| Problem |
Provide only the number of lines below that contain the word "return".

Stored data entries
↓↓↓
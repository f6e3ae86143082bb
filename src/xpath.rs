//! Simple XPath handling for data-tree paths
//!
//! Only the subset the datastore hands to operational callbacks is
//! supported: absolute location paths made of `prefix:name` steps with
//! `[key='value']` predicates. Wildcard steps (`*`) parse so request paths
//! can be inspected, but cannot be used to create nodes.

use std::fmt;

use crate::error::{BridgeError, Result};

/// One location step of a path
#[derive(Debug, Clone, PartialEq, Eq)]
pub struct Segment {
    /// Module prefix, if the step carries one
    pub module: Option<String>,
    /// Node name
    pub name: String,
    /// List key predicates in path order
    pub predicates: Vec<(String, String)>,
}

impl Segment {
    /// Create a segment without predicates
    pub fn new(module: Option<&str>, name: &str) -> Self {
        Self {
            module: module.map(str::to_string),
            name: name.to_string(),
            predicates: Vec::new(),
        }
    }

    /// Value of the predicate for `key`, if present
    pub fn predicate(&self, key: &str) -> Option<&str> {
        self.predicates
            .iter()
            .find(|(k, _)| k == key)
            .map(|(_, v)| v.as_str())
    }

    /// Whether the step is a wildcard
    pub fn is_wildcard(&self) -> bool {
        self.name == "*" || self.name == "."
    }
}

impl fmt::Display for Segment {
    fn fmt(&self, f: &mut fmt::Formatter<'_>) -> fmt::Result {
        if let Some(module) = &self.module {
            write!(f, "{}:", module)?;
        }
        f.write_str(&self.name)?;
        for (key, value) in &self.predicates {
            write!(f, "[{}={}]", key, quote(value))?;
        }
        Ok(())
    }
}

/// Quote a predicate value, with double quotes if it contains a single one
///
/// XPath literals have no escapes, so a value holding both quote characters
/// cannot be written; the result is then rejected by [`parse`] with
/// `InvalidPath`.
pub fn quote(value: &str) -> String {
    if value.contains('\'') {
        format!("\"{}\"", value)
    } else {
        format!("'{}'", value)
    }
}

/// Parse an absolute path into its steps
///
/// `/` alone yields no steps.
pub fn parse(path: &str) -> Result<Vec<Segment>> {
    let trimmed = path.trim();
    let rest = trimmed
        .strip_prefix('/')
        .ok_or_else(|| BridgeError::invalid_path(path, "path must be absolute"))?;

    if rest.is_empty() {
        return Ok(Vec::new());
    }

    split_steps(rest, path)?
        .into_iter()
        .map(|step| parse_step(step, path))
        .collect()
}

/// Render steps back into an absolute path
pub fn format_path(segments: &[Segment]) -> String {
    if segments.is_empty() {
        return "/".to_string();
    }
    segments.iter().map(|s| format!("/{}", s)).collect()
}

/// Find the key value of the first `list` step carrying a `key` predicate
///
/// Unlike [`parse`], any XPath is accepted: descendant steps, positional
/// and function predicates are skipped instead of rejected. Fails only on
/// unbalanced brackets or quotes.
pub fn list_key(path: &str, list: &str, key: &str) -> Result<Option<String>> {
    let rest = path.trim().trim_start_matches('/');
    for step in split_raw(rest, path)? {
        let (name_part, mut predicates) = match step.find('[') {
            Some(idx) => (&step[..idx], &step[idx..]),
            None => (step, ""),
        };
        let name = name_part
            .trim()
            .split_once(':')
            .map_or(name_part.trim(), |(_, local)| local);
        if name != list {
            continue;
        }

        while predicates.starts_with('[') {
            let end = closing_bracket(predicates, path)?;
            if let Ok((k, v)) = parse_predicate(&predicates[1..end], path) {
                if k == key {
                    return Ok(Some(v));
                }
            }
            predicates = &predicates[end + 1..];
        }
    }
    Ok(None)
}

fn split_steps<'a>(rest: &'a str, path: &str) -> Result<Vec<&'a str>> {
    let steps = split_raw(rest, path)?;
    if steps.iter().any(|s| s.trim().is_empty()) {
        return Err(BridgeError::invalid_path(
            path,
            "empty step (descendant axis is not supported)",
        ));
    }
    Ok(steps)
}

/// Split at top-level `/`, keeping empty steps
fn split_raw<'a>(rest: &'a str, path: &str) -> Result<Vec<&'a str>> {
    let mut steps = Vec::new();
    let mut depth = 0usize;
    let mut quote: Option<char> = None;
    let mut start = 0;

    for (i, c) in rest.char_indices() {
        match quote {
            Some(q) if c == q => quote = None,
            Some(_) => {}
            None => match c {
                '\'' | '"' => quote = Some(c),
                '[' => depth += 1,
                ']' => {
                    depth = depth
                        .checked_sub(1)
                        .ok_or_else(|| BridgeError::invalid_path(path, "unbalanced ']'"))?;
                }
                '/' if depth == 0 => {
                    steps.push(&rest[start..i]);
                    start = i + 1;
                }
                _ => {}
            },
        }
    }

    if quote.is_some() {
        return Err(BridgeError::invalid_path(path, "unterminated quote"));
    }
    if depth != 0 {
        return Err(BridgeError::invalid_path(path, "unbalanced '['"));
    }
    steps.push(&rest[start..]);
    Ok(steps)
}

fn parse_step(step: &str, path: &str) -> Result<Segment> {
    let (name_part, mut rest) = match step.find('[') {
        Some(idx) => (&step[..idx], &step[idx..]),
        None => (step, ""),
    };

    let (module, name) = match name_part.trim().split_once(':') {
        Some((module, name)) => (Some(module), name),
        None => (None, name_part.trim()),
    };

    if let Some(module) = module {
        check_identifier(module, path)?;
    }
    if name != "*" && name != "." {
        check_identifier(name, path)?;
    }

    let mut predicates = Vec::new();
    while !rest.is_empty() {
        let end = closing_bracket(rest, path)?;
        predicates.push(parse_predicate(&rest[1..end], path)?);
        rest = &rest[end + 1..];
    }

    Ok(Segment {
        module: module.map(str::to_string),
        name: name.to_string(),
        predicates,
    })
}

/// Index of the `]` closing the predicate `rest` starts with
fn closing_bracket(rest: &str, path: &str) -> Result<usize> {
    if !rest.starts_with('[') {
        return Err(BridgeError::invalid_path(
            path,
            format!("unexpected text '{}' after step", rest),
        ));
    }

    let mut quote: Option<char> = None;
    for (i, c) in rest.char_indices().skip(1) {
        match quote {
            Some(q) if c == q => quote = None,
            Some(_) => {}
            None => match c {
                '\'' | '"' => quote = Some(c),
                ']' => return Ok(i),
                _ => {}
            },
        }
    }
    Err(BridgeError::invalid_path(path, "unbalanced '['"))
}

fn parse_predicate(inner: &str, path: &str) -> Result<(String, String)> {
    let (key, value) = inner.split_once('=').ok_or_else(|| {
        BridgeError::invalid_path(path, format!("unsupported predicate '[{}]'", inner))
    })?;

    let key = key.trim();
    let key = key.split_once(':').map_or(key, |(_, local)| local);
    check_identifier(key, path)?;

    let value = value.trim();
    let unquoted = ['\'', '"']
        .iter()
        .find_map(|q| {
            value
                .strip_prefix(*q)
                .and_then(|v| v.strip_suffix(*q))
                .filter(|v| !v.contains(*q))
        })
        .filter(|_| value.len() >= 2)
        .ok_or_else(|| {
            BridgeError::invalid_path(path, format!("predicate value {} is not quoted", value))
        })?;

    Ok((key.to_string(), unquoted.to_string()))
}

fn check_identifier(ident: &str, path: &str) -> Result<()> {
    let valid = !ident.is_empty()
        && ident
            .chars()
            .all(|c| c.is_ascii_alphanumeric() || matches!(c, '-' | '_' | '.'));
    if valid {
        Ok(())
    } else {
        Err(BridgeError::invalid_path(
            path,
            format!("invalid identifier '{}'", ident),
        ))
    }
}

#[cfg(test)]
mod tests {
    use super::*;

    #[test]
    fn test_parse_simple_path() {
        let segments = parse("/bbf-device-aggregation:devices/device").unwrap();
        assert_eq!(segments.len(), 2);
        assert_eq!(segments[0].module.as_deref(), Some("bbf-device-aggregation"));
        assert_eq!(segments[0].name, "devices");
        assert_eq!(segments[1].module, None);
        assert_eq!(segments[1].name, "device");
    }

    #[test]
    fn test_parse_predicates() {
        let segments = parse(
            "/ietf-hardware:hardware/component[name='olt/1'][class=\"it's\"]/serial-num",
        )
        .unwrap();
        assert_eq!(segments.len(), 3);
        assert_eq!(segments[1].predicate("name"), Some("olt/1"));
        assert_eq!(segments[1].predicate("class"), Some("it's"));
        assert_eq!(segments[2].name, "serial-num");
    }

    #[test]
    fn test_prefixed_predicate_key() {
        let segments = parse("/m:list[m:key = 'v']").unwrap();
        assert_eq!(segments[0].predicate("key"), Some("v"));
    }

    #[test]
    fn test_parse_errors() {
        assert!(parse("relative/path").is_err());
        assert!(parse("/a//b").is_err());
        assert!(parse("/a[name='x'").is_err());
        assert!(parse("/a[1]").is_err());
        assert!(parse("/a[name=x]").is_err());
        assert!(parse("/a b").is_err());
    }

    #[test]
    fn test_wildcard_step() {
        let segments = parse("/m:devices/device[name='d']/data/*").unwrap();
        assert!(segments[3].is_wildcard());
    }

    #[test]
    fn test_format_path() {
        let path = "/m:devices/device[name='dev-1']/type";
        assert_eq!(format_path(&parse(path).unwrap()), path);
        assert_eq!(format_path(&[]), "/");
    }

    #[test]
    fn test_quote() {
        assert_eq!(quote("dev-1"), "'dev-1'");
        assert_eq!(quote("it's"), "\"it's\"");

        let path = format!("/m:devices/device[name={}]", quote("it's \"x\""));
        assert!(matches!(parse(&path), Err(BridgeError::InvalidPath { .. })));
        assert!(parse("/m:devices/device[name='it's']").is_err());
    }

    #[test]
    fn test_list_key() {
        let key = list_key(
            "/bbf-device-aggregation:devices/device[name='dev-1']/data",
            "device",
            "name",
        )
        .unwrap();
        assert_eq!(key.as_deref(), Some("dev-1"));

        let key = list_key("/bbf-device-aggregation:devices/device", "device", "name").unwrap();
        assert_eq!(key, None);
    }

    #[test]
    fn test_list_key_skips_unsupported_steps() {
        let key = list_key(
            "/bbf-device-aggregation:devices/device[name='dev-1']/data//.",
            "device",
            "name",
        )
        .unwrap();
        assert_eq!(key.as_deref(), Some("dev-1"));

        let key = list_key(
            "/bbf-device-aggregation:devices/device[1][name=\"dev-2\"]",
            "device",
            "name",
        )
        .unwrap();
        assert_eq!(key.as_deref(), Some("dev-2"));

        for path in [
            "/bbf-device-aggregation:devices//.",
            "/bbf-device-aggregation:devices/device[1]/data",
            "/bbf-device-aggregation:devices/device[starts-with(name, 'olt')]",
            "/bbf-device-aggregation:*",
        ] {
            assert_eq!(list_key(path, "device", "name").unwrap(), None, "{}", path);
        }

        assert!(list_key("/m:devices/device[name='x", "device", "name").is_err());
    }
}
↑↑↑
| Solution |
8